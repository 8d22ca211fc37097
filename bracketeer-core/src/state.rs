//! Tournament state shared by every format: roster, match table, standings
//!
//! Level 3 - Steps and Level 4 - Accessors

use std::cmp::Reverse;

use rustc_hash::FxHashMap;
use serde::{Deserialize, Serialize};

use crate::error::TournamentError;
use crate::matches::{Match, MatchId, Outcome, Slot};
use crate::participant::{Participant, ParticipantId};

/// Lifecycle phase of a tournament
#[derive(Clone, Copy, Debug, PartialEq, Eq, Serialize, Deserialize)]
pub enum Phase {
    /// Constructed, `start()` not called yet
    Pending,
    /// Started, waiting for results
    Running,
    /// Terminal: `on_complete` has fired
    Complete,
}

/// Standing of a participant in the tournament
#[derive(Clone, Debug, PartialEq, Eq, Serialize, Deserialize)]
pub struct Standing {
    /// 1-based position in the ranking
    pub place: usize,
    pub id: ParticipantId,
    pub name: String,
    /// Tournament score
    pub score: u32,
    pub wins: u32,
    pub losses: u32,
    pub ties: u32,
    /// Completed matches, byes included
    pub played: u32,
}

/// Participants, matches and ranking of one tournament
#[derive(Clone, Debug)]
pub struct TournamentState {
    participants: Vec<Participant>,
    index: FxHashMap<ParticipantId, usize>,
    matches: Vec<Match>,
    /// Most recent ranking, used to break score ties
    ranking: Vec<ParticipantId>,
    phase: Phase,
    round: u32,
}

impl TournamentState {
    pub(crate) fn new(participants: Vec<Participant>) -> Result<Self, TournamentError> {
        if participants.is_empty() {
            return Err(TournamentError::NoParticipants);
        }

        let mut index = FxHashMap::default();
        for (i, p) in participants.iter().enumerate() {
            if index.insert(p.id, i).is_some() {
                return Err(TournamentError::DuplicateParticipant(p.id));
            }
        }

        let ranking = participants.iter().map(|p| p.id).collect();

        Ok(Self {
            participants,
            index,
            matches: Vec::new(),
            ranking,
            phase: Phase::Pending,
            round: 0,
        })
    }

    // ------------------------------------------------------------------
    // Read access
    // ------------------------------------------------------------------

    /// Participants in insertion order
    pub fn participants(&self) -> &[Participant] {
        &self.participants
    }

    pub fn participant(&self, id: ParticipantId) -> Option<&Participant> {
        self.index.get(&id).map(|&i| &self.participants[i])
    }

    pub fn num_players(&self) -> usize {
        self.participants.len()
    }

    /// Every match ever created, in creation order
    pub fn matches(&self) -> &[Match] {
        &self.matches
    }

    pub fn get_match(&self, id: MatchId) -> Option<&Match> {
        self.matches.get(id.0)
    }

    /// Matches with both players assigned and no result
    pub fn active_matches(&self) -> impl Iterator<Item = &Match> + '_ {
        self.matches.iter().filter(|m| m.is_active())
    }

    /// Matches with a recorded result
    pub fn completed_matches(&self) -> impl Iterator<Item = &Match> + '_ {
        self.matches.iter().filter(|m| m.is_complete())
    }

    pub fn phase(&self) -> Phase {
        self.phase
    }

    /// Round counter (Swiss round, or deepest bracket round reached)
    pub fn current_round(&self) -> u32 {
        self.round
    }

    /// Participant ids by descending score.
    ///
    /// Equal scores keep their order from the most recent ranking (insertion
    /// order before the first one).
    pub fn ranked_ids(&self) -> Vec<ParticipantId> {
        let mut ids = self.ranking.clone();
        // sort_by_key is stable
        ids.sort_by_key(|id| Reverse(self.score_of(*id)));
        ids
    }

    /// Participants by descending score, ties broken by the prior ranking
    pub fn rank(&self) -> Vec<&Participant> {
        self.ranked_ids()
            .into_iter()
            .filter_map(|id| self.participant(id))
            .collect()
    }

    /// Ranking with win/loss/tie records
    pub fn standings(&self) -> Vec<Standing> {
        self.rank()
            .into_iter()
            .enumerate()
            .map(|(i, p)| {
                let (wins, losses, ties) = self.record_of(p.id);
                Standing {
                    place: i + 1,
                    id: p.id,
                    name: p.name.clone(),
                    score: p.score(),
                    wins,
                    losses,
                    ties,
                    played: wins + losses + ties,
                }
            })
            .collect()
    }

    fn score_of(&self, id: ParticipantId) -> u32 {
        self.participant(id).map_or(0, Participant::score)
    }

    fn record_of(&self, id: ParticipantId) -> (u32, u32, u32) {
        let mut wins = 0;
        let mut losses = 0;
        let mut ties = 0;

        for m in self.completed_matches().filter(|m| m.involves(id)) {
            match m.outcome() {
                Some(Outcome::Tie) => ties += 1,
                Some(Outcome::Winner(w)) if w == id => wins += 1,
                Some(Outcome::Winner(_)) => losses += 1,
                None => {}
            }
        }

        (wins, losses, ties)
    }

    // ------------------------------------------------------------------
    // Mutation (crate-internal, driven by the tournament and its format)
    // ------------------------------------------------------------------

    /// Reset scores and histories for a fresh run
    pub(crate) fn reset_participants(&mut self) {
        for p in &mut self.participants {
            p.reset();
        }
    }

    pub(crate) fn set_ranking(&mut self, ranking: Vec<ParticipantId>) {
        debug_assert_eq!(ranking.len(), self.participants.len());
        self.ranking = ranking;
    }

    pub(crate) fn set_phase(&mut self, phase: Phase) {
        self.phase = phase;
    }

    pub(crate) fn set_round(&mut self, round: u32) {
        self.round = round;
    }

    pub(crate) fn award(&mut self, slot: Slot, points: u32) {
        if let Some(id) = slot.participant() {
            if let Some(&i) = self.index.get(&id) {
                self.participants[i].award(points);
            }
        }
    }

    /// Append a match and record it in the history of its players
    pub(crate) fn push_match(&mut self, round: u32, home: Slot, away: Slot) -> MatchId {
        let id = MatchId(self.matches.len());
        self.matches.push(Match::new(id, round, home, away));
        self.enter(home, id);
        self.enter(away, id);
        id
    }

    pub(crate) fn push_placeholder(&mut self, round: u32) -> MatchId {
        let id = MatchId(self.matches.len());
        self.matches.push(Match::placeholder(id, round));
        id
    }

    pub(crate) fn match_mut(&mut self, id: MatchId) -> Option<&mut Match> {
        self.matches.get_mut(id.0)
    }

    pub(crate) fn enter(&mut self, slot: Slot, id: MatchId) {
        if let Some(pid) = slot.participant() {
            if let Some(&i) = self.index.get(&pid) {
                self.participants[i].enter_match(id);
            }
        }
    }
}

■ ■ ■

What needs to be done: Give the data back in full, matching it character for character.

Solved exercise:
repository 8d22ca211fc37097
filename bracketeer-core/src/state.rs
//! Tournament state shared by every format: roster, match table, standings
//!
//! Level 3 - Steps and Level 4 - Accessors

use std::cmp::Reverse;

use rustc_hash::FxHashMap;
use serde::{Deserialize, Serialize};

use crate::error::TournamentError;
use crate::matches::{Match, MatchId, Outcome, Slot};
use crate::participant::{Participant, ParticipantId};

/// Lifecycle phase of a tournament
#[derive(Clone, Copy, Debug, PartialEq, Eq, Serialize, Deserialize)]
pub enum Phase {
    /// Constructed, `start()` not called yet
    Pending,
    /// Started, waiting for results
    Running,
    /// Terminal: `on_complete` has fired
    Complete,
}

/// Standing of a participant in the tournament
#[derive(Clone, Debug, PartialEq, Eq, Serialize, Deserialize)]
pub struct Standing {
    /// 1-based position in the ranking
    pub place: usize,
    pub id: ParticipantId,
    pub name: String,
    /// Tournament score
    pub score: u32,
    pub wins: u32,
    pub losses: u32,
    pub ties: u32,
    /// Completed matches, byes included
    pub played: u32,
}

/// Participants, matches and ranking of one tournament
#[derive(Clone, Debug)]
pub struct TournamentState {
    participants: Vec<Participant>,
    index: FxHashMap<ParticipantId, usize>,
    matches: Vec<Match>,
    /// Most recent ranking, used to break score ties
    ranking: Vec<ParticipantId>,
    phase: Phase,
    round: u32,
}

impl TournamentState {
    pub(crate) fn new(participants: Vec<Participant>) -> Result<Self, TournamentError> {
        if participants.is_empty() {
            return Err(TournamentError::NoParticipants);
        }

        let mut index = FxHashMap::default();
        for (i, p) in participants.iter().enumerate() {
            if index.insert(p.id, i).is_some() {
                return Err(TournamentError::DuplicateParticipant(p.id));
            }
        }

        let ranking = participants.iter().map(|p| p.id).collect();

        Ok(Self {
            participants,
            index,
            matches: Vec::new(),
            ranking,
            phase: Phase::Pending,
            round: 0,
        })
    }

    // ------------------------------------------------------------------
    // Read access
    // ------------------------------------------------------------------

    /// Participants in insertion order
    pub fn participants(&self) -> &[Participant] {
        &self.participants
    }

    pub fn participant(&self, id: ParticipantId) -> Option<&Participant> {
        self.index.get(&id).map(|&i| &self.participants[i])
    }

    pub fn num_players(&self) -> usize {
        self.participants.len()
    }

    /// Every match ever created, in creation order
    pub fn matches(&self) -> &[Match] {
        &self.matches
    }

    pub fn get_match(&self, id: MatchId) -> Option<&Match> {
        self.matches.get(id.0)
    }

    /// Matches with both players assigned and no result
    pub fn active_matches(&self) -> impl Iterator<Item = &Match> + '_ {
        self.matches.iter().filter(|m| m.is_active())
    }

    /// Matches with a recorded result
    pub fn completed_matches(&self) -> impl Iterator<Item = &Match> + '_ {
        self.matches.iter().filter(|m| m.is_complete())
    }

    pub fn phase(&self) -> Phase {
        self.phase
    }

    /// Round counter (Swiss round, or deepest bracket round reached)
    pub fn current_round(&self) -> u32 {
        self.round
    }

    /// Participant ids by descending score.
    ///
    /// Equal scores keep their order from the most recent ranking (insertion
    /// order before the first one).
    pub fn ranked_ids(&self) -> Vec<ParticipantId> {
        let mut ids = self.ranking.clone();
        // sort_by_key is stable
        ids.sort_by_key(|id| Reverse(self.score_of(*id)));
        ids
    }

    /// Participants by descending score, ties broken by the prior ranking
    pub fn rank(&self) -> Vec<&Participant> {
        self.ranked_ids()
            .into_iter()
            .filter_map(|id| self.participant(id))
            .collect()
    }

    /// Ranking with win/loss/tie records
    pub fn standings(&self) -> Vec<Standing> {
        self.rank()
            .into_iter()
            .enumerate()
            .map(|(i, p)| {
                let (wins, losses, ties) = self.record_of(p.id);
                Standing {
                    place: i + 1,
                    id: p.id,
                    name: p.name.clone(),
                    score: p.score(),
                    wins,
                    losses,
                    ties,
                    played: wins + losses + ties,
                }
            })
            .collect()
    }

    fn score_of(&self, id: ParticipantId) -> u32 {
        self.participant(id).map_or(0, Participant::score)
    }

    fn record_of(&self, id: ParticipantId) -> (u32, u32, u32) {
        let mut wins = 0;
        let mut losses = 0;
        let mut ties = 0;

        for m in self.completed_matches().filter(|m| m.involves(id)) {
            match m.outcome() {
                Some(Outcome::Tie) => ties += 1,
                Some(Outcome::Winner(w)) if w == id => wins += 1,
                Some(Outcome::Winner(_)) => losses += 1,
                None => {}
            }
        }

        (wins, losses, ties)
    }

    // ------------------------------------------------------------------
    // Mutation (crate-internal, driven by the tournament and its format)
    // ------------------------------------------------------------------

    /// Reset scores and histories for a fresh run
    pub(crate) fn reset_participants(&mut self) {
        for p in &mut self.participants {
            p.reset();
        }
    }

    pub(crate) fn set_ranking(&mut self, ranking: Vec<ParticipantId>) {
        debug_assert_eq!(ranking.len(), self.participants.len());
        self.ranking = ranking;
    }

    pub(crate) fn set_phase(&mut self, phase: Phase) {
        self.phase = phase;
    }

    pub(crate) fn set_round(&mut self, round: u32) {
        self.round = round;
    }

    pub(crate) fn award(&mut self, slot: Slot, points: u32) {
        if let Some(id) = slot.participant() {
            if let Some(&i) = self.index.get(&id) {
                self.participants[i].award(points);
            }
        }
    }

    /// Append a match and record it in the history of its players
    pub(crate) fn push_match(&mut self, round: u32, home: Slot, away: Slot) -> MatchId {
        let id = MatchId(self.matches.len());
        self.matches.push(Match::new(id, round, home, away));
        self.enter(home, id);
        self.enter(away, id);
        id
    }

    pub(crate) fn push_placeholder(&mut self, round: u32) -> MatchId {
        let id = MatchId(self.matches.len());
        self.matches.push(Match::placeholder(id, round));
        id
    }

    pub(crate) fn match_mut(&mut self, id: MatchId) -> Option<&mut Match> {
        self.matches.get_mut(id.0)
    }

    pub(crate) fn enter(&mut self, slot: Slot, id: MatchId) {
        if let Some(pid) = slot.participant() {
            if let Some(&i) = self.index.get(&pid) {
                self.participants[i].enter_match(id);
            }
        }
    }
}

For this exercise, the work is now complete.